The rock chamber flickered. One moment the Stormcasts were within a giant cavern, the next they stood upon a platform set into the open mountainside. All around them were stout ruins. Where the far chamber wall had been, a wide road led down from the Silverway, passing over several landings and sweeping flights of stairs as it descended. Then the bare rocky slopes many hundreds of yards in all directions wavered and vanished. In their stead a duardin town followed the road down the mountain. To the left and right, a vista covering all the vale of Anvrok was open to the Stormcast Eternals. Warm sun basked Thostos’s face. The only element that remained unchanged was the hidden path by which he had come to the Silverway. It still came out of the stone by the gate, its entrance dark in the sun.

‘Now that is impressive,’ Thostos said, sweeping his gaze over the view. ‘Such art! I have never heard of an illusion so great in scope to hide a whole city, excepting Sigmar’s cloak about Azyr.’

‘The city is desolate, abandoned like all the rest,’ said Perun. ‘Disappointingly so.’

‘You have a point,’ conceded Thostos. The buildings had been hidden from prying eyes, but unlike the gate had suffered the effects of time and weather. Many were surrounded by skirts of detritus cracked by frost and the sun’s heat on the walls. Roofs had fallen in. Windows were eyeless holes that the wind blew mournfully through.

‘If the duardin intended us to find this, why can we not find them?’ asked Eldroc.

The men stared at the gate a moment.

‘Does it work?’ asked Thostos. ‘Is the way still open?’
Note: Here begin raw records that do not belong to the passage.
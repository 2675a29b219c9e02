/// Display manager: the façade request handlers talk to.
use std::sync::{Mutex, PoisonError};
use tokio::task::JoinHandle;
use tracing::{debug, info};

use crate::core::cancel::CancellationSignal;
use crate::core::job::{InvalidJobError, JobId, JobRequest};
use crate::core::queue::{JobSender, StatusSnapshot, job_queue};
use crate::core::worker::Worker;
use crate::sink::PixelSink;

pub struct DisplayManager {
    queue: JobSender,
    cancel: CancellationSignal,
    worker: Mutex<Option<JoinHandle<()>>>,
}

impl DisplayManager {
    /// Move the sink into a freshly spawned worker. Must be called inside a tokio runtime.
    pub fn start(sink: Box<dyn PixelSink>) -> Self {
        let (queue, jobs) = job_queue();
        let cancel = CancellationSignal::new();
        let worker = Worker::new(sink, jobs, cancel.clone());
        let handle = tokio::spawn(worker.run());

        Self {
            queue,
            cancel,
            worker: Mutex::new(Some(handle)),
        }
    }

    /// Append a job. Never waits for the worker.
    pub fn enqueue(&self, request: JobRequest) -> Result<JobId, InvalidJobError> {
        self.queue.push(request)
    }

    /// Stop whatever is on the panel now. Queued jobs are untouched; harmless when idle.
    pub fn cancel_current(&self) {
        debug!("Stop requested for current job");
        self.cancel.raise();
    }

    /// Queue a blank. Runs after everything already queued.
    pub fn clear(&self) -> Result<JobId, InvalidJobError> {
        self.enqueue(JobRequest::clear())
    }

    pub fn status(&self) -> StatusSnapshot {
        self.queue.status()
    }

    /// Stop the worker at its next wait point. Jobs still queued are dropped.
    pub async fn shutdown(&self) {
        let handle = self
            .worker
            .lock()
            .unwrap_or_else(PoisonError::into_inner)
            .take();
        if let Some(handle) = handle {
            handle.abort();
            let _ = handle.await;
            self.queue.release_current();
            info!("Display worker stopped");
        }
    }
}

#[cfg(test)]
mod tests {
    use super::*;
    use crate::core::job::{JobKind, JobPayload, TextStrip};
    use crate::core::queue::WorkerState;
    use crate::sink::testing::{RecordingSink, SinkEvent, solid};
    use std::time::Duration;
    use tokio::time::{Instant, sleep, sleep_until};

    const W: u32 = 16;
    const H: u32 = 16;

    fn start() -> (DisplayManager, RecordingSink) {
        let sink = RecordingSink::new(W, H);
        let manager = DisplayManager::start(Box::new(sink.clone()));
        (manager, sink)
    }

    fn image(r: u8, secs: Option<f64>) -> JobRequest {
        JobRequest::new(JobPayload::Image(solid(W, H, r, 0, 0))).with_duration(secs)
    }

    #[tokio::test(start_paused = true)]
    async fn test_jobs_display_in_enqueue_order() {
        let (manager, sink) = start();
        let ids: Vec<JobId> = (1..=5)
            .map(|r| manager.enqueue(image(r, Some(0.1))).unwrap())
            .collect();
        assert_eq!(ids, vec![1, 2, 3, 4, 5]);

        sleep(Duration::from_secs(1)).await;
        let shown: Vec<u8> = sink.pixels().iter().map(|p| p[0]).collect();
        assert_eq!(shown, vec![1, 2, 3, 4, 5]);
        assert_eq!(manager.status().queue_depth, 0);
    }

    #[tokio::test(start_paused = true)]
    async fn test_cancel_when_idle_is_noop() {
        let (manager, sink) = start();
        let before = manager.status();
        manager.cancel_current();
        manager.cancel_current();
        assert_eq!(manager.status(), before);
        assert_eq!(before.state, WorkerState::Idle);

        // The stale stop does not leak into the next job
        manager.enqueue(image(9, Some(0.5))).unwrap();
        manager.clear().unwrap();
        sleep(Duration::from_secs(2)).await;

        let events = sink.events();
        let [SinkEvent::Frame { at: shown, .. }, SinkEvent::Blank { at: blanked }] = events.as_slice()
        else {
            panic!("unexpected events {events:?}");
        };
        assert!(*blanked - *shown >= Duration::from_millis(500));
    }

    #[tokio::test(start_paused = true)]
    async fn test_duration_bounds() {
        let (manager, sink) = start();
        manager.enqueue(image(1, Some(0.5))).unwrap();
        manager.clear().unwrap();
        sleep(Duration::from_secs(1)).await;

        let events = sink.events();
        let [SinkEvent::Frame { at: shown, .. }, SinkEvent::Blank { at: blanked }] = events.as_slice()
        else {
            panic!("unexpected events {events:?}");
        };
        let held = *blanked - *shown;
        assert!(held >= Duration::from_millis(500), "held {held:?}");
        assert!(held <= Duration::from_millis(550), "held {held:?}");
    }

    #[tokio::test(start_paused = true)]
    async fn test_unbounded_job_waits_for_stop() {
        let (manager, sink) = start();
        let first = manager.enqueue(image(1, None)).unwrap();
        let second = manager.enqueue(image(2, Some(0.2))).unwrap();

        // New work does not preempt an unbounded job
        sleep(Duration::from_secs(60)).await;
        let status = manager.status();
        assert_eq!(status.current_job_id, Some(first));
        assert_eq!(status.queue_depth, 1);

        manager.cancel_current();
        sleep(Duration::from_millis(100)).await;
        let status = manager.status();
        assert_eq!(status.current_job_id, Some(second));
        assert_eq!(status.queue_depth, 0);

        // Cancelling the first job did not cut the second one short
        sleep(Duration::from_millis(300)).await;
        assert_eq!(manager.status().current_job_id, None);
        let shown: Vec<u8> = sink.pixels().iter().map(|p| p[0]).collect();
        assert_eq!(shown, vec![1, 2]);
    }

    #[tokio::test(start_paused = true)]
    async fn test_image_text_clear_scenario() {
        let (manager, sink) = start();
        let t0 = Instant::now();

        let image_id = manager.enqueue(image(50, Some(5.0))).unwrap();
        let strip = TextStrip {
            pixmap: solid(40, H, 255, 255, 255),
            text_width: 40,
        };
        let text_id = manager
            .enqueue(JobRequest::new(JobPayload::Text(strip)).with_duration(Some(3.0)))
            .unwrap();
        manager.clear().unwrap();

        let status = manager.status();
        assert!(
            (status.queue_depth == 3 && status.current_job_id.is_none())
                || (status.queue_depth == 2 && status.current_job_id == Some(image_id))
        );

        sleep_until(t0 + Duration::from_millis(100)).await;
        let status = manager.status();
        assert_eq!(status.current_job_id, Some(image_id));
        assert_eq!(status.current_job_kind, Some(JobKind::Image));
        assert_eq!(status.queue_depth, 2);

        sleep_until(t0 + Duration::from_millis(5200)).await;
        let status = manager.status();
        assert_eq!(status.current_job_id, Some(text_id));
        assert_eq!(status.current_job_kind, Some(JobKind::Text));
        assert_eq!(status.queue_depth, 1);

        sleep_until(t0 + Duration::from_millis(8500)).await;
        let status = manager.status();
        assert_eq!(status.current_job_id, None);
        assert_eq!(status.current_job_kind, None);
        assert_eq!(status.queue_depth, 0);
        assert_eq!(status.state, WorkerState::Idle);
        assert!(matches!(sink.events().last(), Some(SinkEvent::Blank { .. })));
    }

    #[tokio::test(start_paused = true)]
    async fn test_failed_job_does_not_stop_worker() {
        let sink = RecordingSink::new(W, H).failing(1);
        let manager = DisplayManager::start(Box::new(sink.clone()));

        manager.enqueue(image(1, None)).unwrap();
        manager.enqueue(image(2, Some(0.1))).unwrap();
        sleep(Duration::from_millis(500)).await;

        let shown: Vec<u8> = sink.pixels().iter().map(|p| p[0]).collect();
        assert_eq!(shown, vec![2]);
        assert_eq!(manager.status().current_job_id, None);
    }

    #[tokio::test(start_paused = true)]
    async fn test_noop_runs_briefly() {
        let (manager, sink) = start();
        manager
            .enqueue(JobRequest::new(JobPayload::Noop).with_duration(Some(100.0)))
            .unwrap();
        sleep(Duration::from_millis(50)).await;
        assert_eq!(manager.status().current_job_id, None);
        assert!(sink.events().is_empty());
    }

    #[tokio::test(start_paused = true)]
    async fn test_invalid_job_rejected() {
        let (manager, _sink) = start();
        let err = manager.enqueue(image(1, Some(-1.0))).unwrap_err();
        assert_eq!(err, InvalidJobError::NonPositiveDuration(-1.0));
        assert_eq!(manager.status().queue_depth, 0);
    }

    #[tokio::test(start_paused = true)]
    async fn test_shutdown_stops_unbounded_job() {
        let (manager, _sink) = start();
        manager.enqueue(image(1, None)).unwrap();
        sleep(Duration::from_millis(100)).await;

        assert_eq!(manager.status().state, WorkerState::Rendering);

        manager.shutdown().await;
        let status = manager.status();
        assert_eq!(status.current_job_id, None);
        assert_eq!(status.state, WorkerState::Idle);

        // Enqueue after shutdown is accepted but never displayed
        assert!(manager.enqueue(image(2, Some(1.0))).is_ok());
        manager.shutdown().await;
    }
}
/// Job model: one immutable display request.
use serde::Serialize;
use std::time::Duration;
use thiserror::Error;
use tiny_skia::Pixmap;

pub type JobId = u64;

/// One frame of an animation together with how long it stays on the panel
#[derive(Debug, Clone)]
pub struct AnimationFrame {
    pub pixmap: Pixmap,
    pub delay: Duration,
}

/// Pre-rendered text for the scroll routine. `text_width` is the logical width of
/// the text; the pixmap may be narrower (clipped) or wider (trailing blank).
#[derive(Debug, Clone)]
pub struct TextStrip {
    pub pixmap: Pixmap,
    pub text_width: u32,
}

/// What to show. Clear and Noop carry nothing, so "no payload" holds by construction.
#[derive(Debug, Clone)]
pub enum JobPayload {
    Image(Pixmap),
    Animation(Vec<AnimationFrame>),
    Text(TextStrip),
    Weather(Pixmap),
    Clear,
    Noop,
}

#[derive(Debug, Clone, Copy, PartialEq, Eq, Serialize)]
#[serde(rename_all = "snake_case")]
pub enum JobKind {
    Image,
    AnimatedImage,
    Text,
    Weather,
    Clear,
    Noop,
}

impl JobPayload {
    pub fn kind(&self) -> JobKind {
        match self {
            JobPayload::Image(_) => JobKind::Image,
            JobPayload::Animation(_) => JobKind::AnimatedImage,
            JobPayload::Text(_) => JobKind::Text,
            JobPayload::Weather(_) => JobKind::Weather,
            JobPayload::Clear => JobKind::Clear,
            JobPayload::Noop => JobKind::Noop,
        }
    }
}

impl std::fmt::Display for JobKind {
    fn fmt(&self, f: &mut std::fmt::Formatter<'_>) -> std::fmt::Result {
        let name = match self {
            JobKind::Image => "image",
            JobKind::AnimatedImage => "animated_image",
            JobKind::Text => "text",
            JobKind::Weather => "weather",
            JobKind::Clear => "clear",
            JobKind::Noop => "noop",
        };
        f.write_str(name)
    }
}

#[derive(Debug, Error, PartialEq)]
pub enum InvalidJobError {
    #[error("duration must be a positive number of seconds, got {0}")]
    NonPositiveDuration(f64),
    #[error("duration {0} is not representable")]
    DurationOutOfRange(f64),
    #[error("animation has no frames")]
    EmptyAnimation,
    #[error("text strip has zero width")]
    EmptyTextStrip,
}

/// Seconds to a hold time. `None` stays `None`; zero, negative and NaN are rejected.
pub fn parse_duration(seconds: Option<f64>) -> Result<Option<Duration>, InvalidJobError> {
    match seconds {
        None => Ok(None),
        Some(secs) if secs.is_nan() || secs <= 0.0 => Err(InvalidJobError::NonPositiveDuration(secs)),
        Some(secs) => Duration::try_from_secs_f64(secs)
            .map(Some)
            .map_err(|_| InvalidJobError::DurationOutOfRange(secs)),
    }
}

/// A display request as built by the caller, before it has an id.
#[derive(Debug, Clone)]
pub struct JobRequest {
    payload: JobPayload,
    /// Seconds; `None` displays until cancelled
    duration: Option<f64>,
}

impl JobRequest {
    pub fn new(payload: JobPayload) -> Self {
        Self {
            payload,
            duration: None,
        }
    }

    pub fn clear() -> Self {
        Self::new(JobPayload::Clear)
    }

    pub fn with_duration(mut self, seconds: Option<f64>) -> Self {
        self.duration = seconds;
        self
    }

    /// Check the job invariants and stamp the request with its id.
    pub(crate) fn into_job(self, id: JobId) -> Result<Job, InvalidJobError> {
        let duration = parse_duration(self.duration)?;

        match &self.payload {
            JobPayload::Animation(frames) if frames.is_empty() => {
                return Err(InvalidJobError::EmptyAnimation);
            }
            JobPayload::Text(strip) if strip.text_width == 0 => {
                return Err(InvalidJobError::EmptyTextStrip);
            }
            _ => {}
        }

        Ok(Job {
            id,
            duration,
            payload: self.payload,
        })
    }
}

/// An accepted, immutable job. Only the queue constructs these.
#[derive(Debug)]
pub struct Job {
    id: JobId,
    duration: Option<Duration>,
    payload: JobPayload,
}

impl Job {
    pub fn id(&self) -> JobId {
        self.id
    }

    pub fn kind(&self) -> JobKind {
        self.payload.kind()
    }

    pub fn duration(&self) -> Option<Duration> {
        self.duration
    }

    pub fn payload(&self) -> &JobPayload {
        &self.payload
    }
}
Lord-Castellant Eldroc raised a hand. A herald of their chamber stepped from the knot of Stormcast Eternals at Eldroc’s back, his bearing proud, detached, his heavy helmet tucked under one arm. The mechanisms of his wings were folded, the feathers of light extinguished. He announced himself, his voice sonorous and clean and somewhat hollow behind the warmask, like the voices of all the reforged.

‘Prosecutor-Prime Martius the Swift, of the Skyblood Angelos Conclave.’

‘Speak, Martius,’ said Thostos.

‘I have returned to Sigmaron upon this road, my lord. It works exactly as our lord Sigmar said it should. Beyond the arch is a tunnel, fair made and well-dressed in stone. As one follows this, the cold of the utterdark gathers about the traveller, until all is black and freezing as the dark before time. Then there is a second arch, like the gate before us but twice as finely wrought. This entrance here is not the gate, but the path to the Silverway. Blackness and starlight wait beyond, but I trusted the word of our God-King and stepped out into the void, uttering six of the names of Azyr as I did so. And lo! A road of silver rose up beneath my feet, and stretched on, shining as with the light of the pure moons of Azyr. Five steps I took upon this endless road, finding myself in the Gardens of Celerity, nigh to the road leading to Sigmaron. The legends do not speak falsely.’

‘There was no way back through the realmgate that you exited?’

‘None. It closed behind me without trace. I was taken there, and left. I returned by Sigmar’s own hand.’

‘And there is nothing untowards upon the road?’

‘It is pure and unsullied. No trace of Chaos’s mark upon it.’

‘Then the key part of our crusade is concluded.’ Thostos laughed. In truth, he, Eldroc and the others of the Bladestorms wished for vengeance before success. ‘Sigmar will see this as a great triumph.’

‘Indeed he does,’ said Eldroc. ‘A part of the Stormhost has been ordered to return to Azyr.’

Thostos raised his eyebrows at his Lord-Castellant questioningly. ‘And?’